(Beginning of Provided data)

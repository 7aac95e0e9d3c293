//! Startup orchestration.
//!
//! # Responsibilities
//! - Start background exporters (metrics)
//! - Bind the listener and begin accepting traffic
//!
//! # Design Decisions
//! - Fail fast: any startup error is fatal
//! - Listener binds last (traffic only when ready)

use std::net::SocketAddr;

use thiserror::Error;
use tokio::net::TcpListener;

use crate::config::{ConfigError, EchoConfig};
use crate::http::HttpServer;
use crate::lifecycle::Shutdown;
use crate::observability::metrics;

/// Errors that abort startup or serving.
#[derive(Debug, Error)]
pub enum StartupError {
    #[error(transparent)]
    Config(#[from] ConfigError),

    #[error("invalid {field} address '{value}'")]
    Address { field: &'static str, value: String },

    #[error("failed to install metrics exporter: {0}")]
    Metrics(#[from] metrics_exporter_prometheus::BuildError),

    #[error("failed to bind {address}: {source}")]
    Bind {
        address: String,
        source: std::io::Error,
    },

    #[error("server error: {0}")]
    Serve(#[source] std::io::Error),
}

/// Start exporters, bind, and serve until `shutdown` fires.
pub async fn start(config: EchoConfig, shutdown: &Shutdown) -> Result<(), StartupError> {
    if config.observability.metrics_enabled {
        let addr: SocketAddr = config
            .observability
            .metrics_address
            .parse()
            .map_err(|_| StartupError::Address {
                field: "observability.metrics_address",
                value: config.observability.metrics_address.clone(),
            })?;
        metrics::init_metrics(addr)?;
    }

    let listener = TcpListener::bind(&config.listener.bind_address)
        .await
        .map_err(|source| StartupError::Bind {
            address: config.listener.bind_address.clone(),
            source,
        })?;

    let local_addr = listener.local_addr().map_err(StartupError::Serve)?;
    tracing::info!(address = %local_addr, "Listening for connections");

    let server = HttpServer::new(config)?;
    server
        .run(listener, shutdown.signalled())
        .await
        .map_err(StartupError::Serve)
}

(End of Provided data)

| Problem to work on |
Write out a word-for-word copy of every entry above.

| Reply to the task |
repository 7aac95e0e9d3c293
//! Startup orchestration.
//!
//! # Responsibilities
//! - Start background exporters (metrics)
//! - Bind the listener and begin accepting traffic
//!
//! # Design Decisions
//! - Fail fast: any startup error is fatal
//! - Listener binds last (traffic only when ready)

use std::net::SocketAddr;

use thiserror::Error;
use tokio::net::TcpListener;

use crate::config::{ConfigError, EchoConfig};
use crate::http::HttpServer;
use crate::lifecycle::Shutdown;
use crate::observability::metrics;

/// Errors that abort startup or serving.
#[derive(Debug, Error)]
pub enum StartupError {
    #[error(transparent)]
    Config(#[from] ConfigError),

    #[error("invalid {field} address '{value}'")]
    Address { field: &'static str, value: String },

    #[error("failed to install metrics exporter: {0}")]
    Metrics(#[from] metrics_exporter_prometheus::BuildError),

    #[error("failed to bind {address}: {source}")]
    Bind {
        address: String,
        source: std::io::Error,
    },

    #[error("server error: {0}")]
    Serve(#[source] std::io::Error),
}

/// Start exporters, bind, and serve until `shutdown` fires.
pub async fn start(config: EchoConfig, shutdown: &Shutdown) -> Result<(), StartupError> {
    if config.observability.metrics_enabled {
        let addr: SocketAddr = config
            .observability
            .metrics_address
            .parse()
            .map_err(|_| StartupError::Address {
                field: "observability.metrics_address",
                value: config.observability.metrics_address.clone(),
            })?;
        metrics::init_metrics(addr)?;
    }

    let listener = TcpListener::bind(&config.listener.bind_address)
        .await
        .map_err(|source| StartupError::Bind {
            address: config.listener.bind_address.clone(),
            source,
        })?;

    let local_addr = listener.local_addr().map_err(StartupError::Serve)?;
    tracing::info!(address = %local_addr, "Listening for connections");

    let server = HttpServer::new(config)?;
    server
        .run(listener, shutdown.signalled())
        .await
        .map_err(StartupError::Serve)
}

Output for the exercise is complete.